§ 19a ThürLbVO, Allgemeine Voraussetzungen für einen Aufstieg

§ 19a ThürLbVO
Thüringer Verordnung über die Laufbahnen der Beamten (Thüringer Laufbahnverordnung - ThürLbVO)
Landesrecht Thüringen

Zweiter Abschnitt – Laufbahnbewerber → Erster Unterabschnitt – Gemeinsame Bestimmungen

Titel: Thüringer Verordnung über die Laufbahnen der Beamten (Thüringer Laufbahnverordnung - ThürLbVO)
Normgeber: Thüringen
Amtliche Abkürzung: ThürLbVO
Gliederungs-Nr.: 2030-4
Normtyp: Rechtsverordnung

(1) Beamte können von dem Dienstvorgesetzten für die Zulassung zum Aufstieg vorgeschlagen werden oder sich bewerben.

(2) In einem Auswahlverfahren wird nach den Anforderungen der künftigen Laufbahnaufgaben und der vorgesehenen Einführung die Eignung der Beamten festgestellt.

(3) Über die Zulassung zum Aufstieg entscheidet die oberste Dienstbehörde unter Berücksichtigung der im Auswahlverfahren getroffenen Eignungsfeststellung; sie kann die Befugnis bei einer Laufbahn des mittleren oder des gehobenen Dienstes auf eine andere Behörde übertragen.

(4) Beamte können nach Maßgabe der Laufbahnbestimmungen mehrmals an einem Auswahlverfahren teilnehmen.

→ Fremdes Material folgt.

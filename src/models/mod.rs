//! Shared data models spanning the engine layers.

pub mod indicators;
pub mod macro_context;
pub mod rules;
pub mod series;
pub mod signal;

pub use indicators::{IndicatorSnapshot, IndicatorSpec, IndicatorTable, IndicatorValue};
pub use macro_context::{MacroContext, MacroField};
pub use rules::{Comparison, Operand, Predicate, Rule, RuleBook, RuleSet};
pub use series::{Bar, PriceSeries};
pub use signal::{Classification, InstrumentReport, SignalLabel};
//! Unit tests for rule books

use etf_signals::models::{IndicatorSpec, Operand, Rule, RuleBook, RuleSet, SignalLabel};
use etf_signals::SignalError;

const CUSTOM_BOOK: &str = r#"{
    "qqq": {
        "momentum": { "kind": "Rsi", "period": 14 },
        "rules": [
            {
                "id": "deep_dip",
                "label": "BuyOpportunity",
                "when": {
                    "All": [
                        { "Compare": { "left": "Close", "comparison": "LessEqual",
                                       "right": { "Indicator": { "kind": "Sma", "window": 100 } } } },
                        { "Compare": { "left": { "Macro": "VolatilityIndex" }, "comparison": "GreaterThan",
                                       "right": { "Constant": 25.0 } } }
                    ]
                }
            }
        ]
    }
}"#;

#[test]
fn test_builtin_book_covers_supported_funds() {
    let book = RuleBook::builtin();
    let symbols: Vec<&str> = book.symbols().collect();
    assert_eq!(symbols, vec!["JEPI", "JEPQ", "TLT", "VYM"]);
    assert!(book.validate().is_ok());
}

#[test]
fn test_lookup_is_case_insensitive() {
    let book = RuleBook::builtin();
    assert!(book.get("vym").is_some());
    assert!(book.get("SPY").is_none());
}

#[test]
fn test_builtin_required_specs() {
    let specs = RuleBook::builtin().required_specs();
    for expected in [
        IndicatorSpec::rsi(14),
        IndicatorSpec::sma(25),
        IndicatorSpec::sma(75),
        IndicatorSpec::bollinger_lower(20, 1.0),
        IndicatorSpec::bollinger_lower(20, 1.5),
        IndicatorSpec::bollinger_lower(20, 2.0),
        IndicatorSpec::volume_average(20),
    ] {
        assert!(specs.contains(&expected), "missing {}", expected.name());
    }
    // no duplicates across instruments
    assert_eq!(specs.len(), 7);
}

#[test]
fn test_load_custom_book_from_json() {
    let book = RuleBook::from_json_str(CUSTOM_BOOK).unwrap();
    let rule_set = book.get("QQQ").expect("re-keyed upper-case");
    assert_eq!(rule_set.rules.len(), 1);
    assert_eq!(rule_set.rules[0].label, SignalLabel::BuyOpportunity);
    assert!(rule_set.required_specs().contains(&IndicatorSpec::sma(100)));
}

#[test]
fn test_invalid_window_rejected_on_load() {
    let json = CUSTOM_BOOK.replace("\"window\": 100", "\"window\": 0");
    let err = RuleBook::from_json_str(&json).unwrap_err();
    assert!(matches!(err, SignalError::Config(_)));
}

#[test]
fn test_bollinger_window_of_one_rejected() {
    let rule_set = RuleSet::new(
        IndicatorSpec::rsi(14),
        vec![Rule::new(
            "band",
            SignalLabel::MildPullback,
            Operand::Close.le(Operand::indicator(IndicatorSpec::bollinger_lower(1, 2.0))),
        )],
    );
    assert!(rule_set.validate().is_err());
}

#[test]
fn test_serialized_book_loads_back() {
    let json = serde_json::to_string(&RuleBook::builtin()).unwrap();
    let loaded = RuleBook::from_json_str(&json).unwrap();
    assert_eq!(loaded, RuleBook::builtin());
}

#[test]
fn test_indicator_names() {
    assert_eq!(IndicatorSpec::rsi(14).name(), "RSI14");
    assert_eq!(IndicatorSpec::sma(50).name(), "MA50");
    assert_eq!(IndicatorSpec::bollinger_lower(20, 2.0).name(), "BB20_lower_2sigma");
    assert_eq!(IndicatorSpec::bollinger_upper(20, 1.5).name(), "BB20_upper_1_5sigma");
    assert_eq!(IndicatorSpec::volume_average(20).name(), "VOL_MA20");
}
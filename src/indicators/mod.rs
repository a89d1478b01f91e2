pub mod engine;
pub mod momentum;
pub mod trend;
pub mod volatility;
pub mod volume;

pub use engine::{display_specs, IndicatorEngine};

(5) Ein Aufstieg ist ausgeschlossen, wenn für die höhere Laufbahn eine bestimmte Vorbildung, Ausbildung oder Prüfung durch besondere Rechtsvorschriften vorgeschrieben oder nach ihrer Eigenart zwingend erforderlich ist.

(1) Red. Anm.:

Außer Kraft am 1. Januar 2015 durch Artikel 23 Absatz 3 Nummer 2 des Gesetzes vom 12. August 2014 (GVBl. S. 472). Zur weiteren Anwendung s. Artikel 2 §§ 53 und 54 des Gesetzes vom 12. August 2014 (GVBl. S. 472).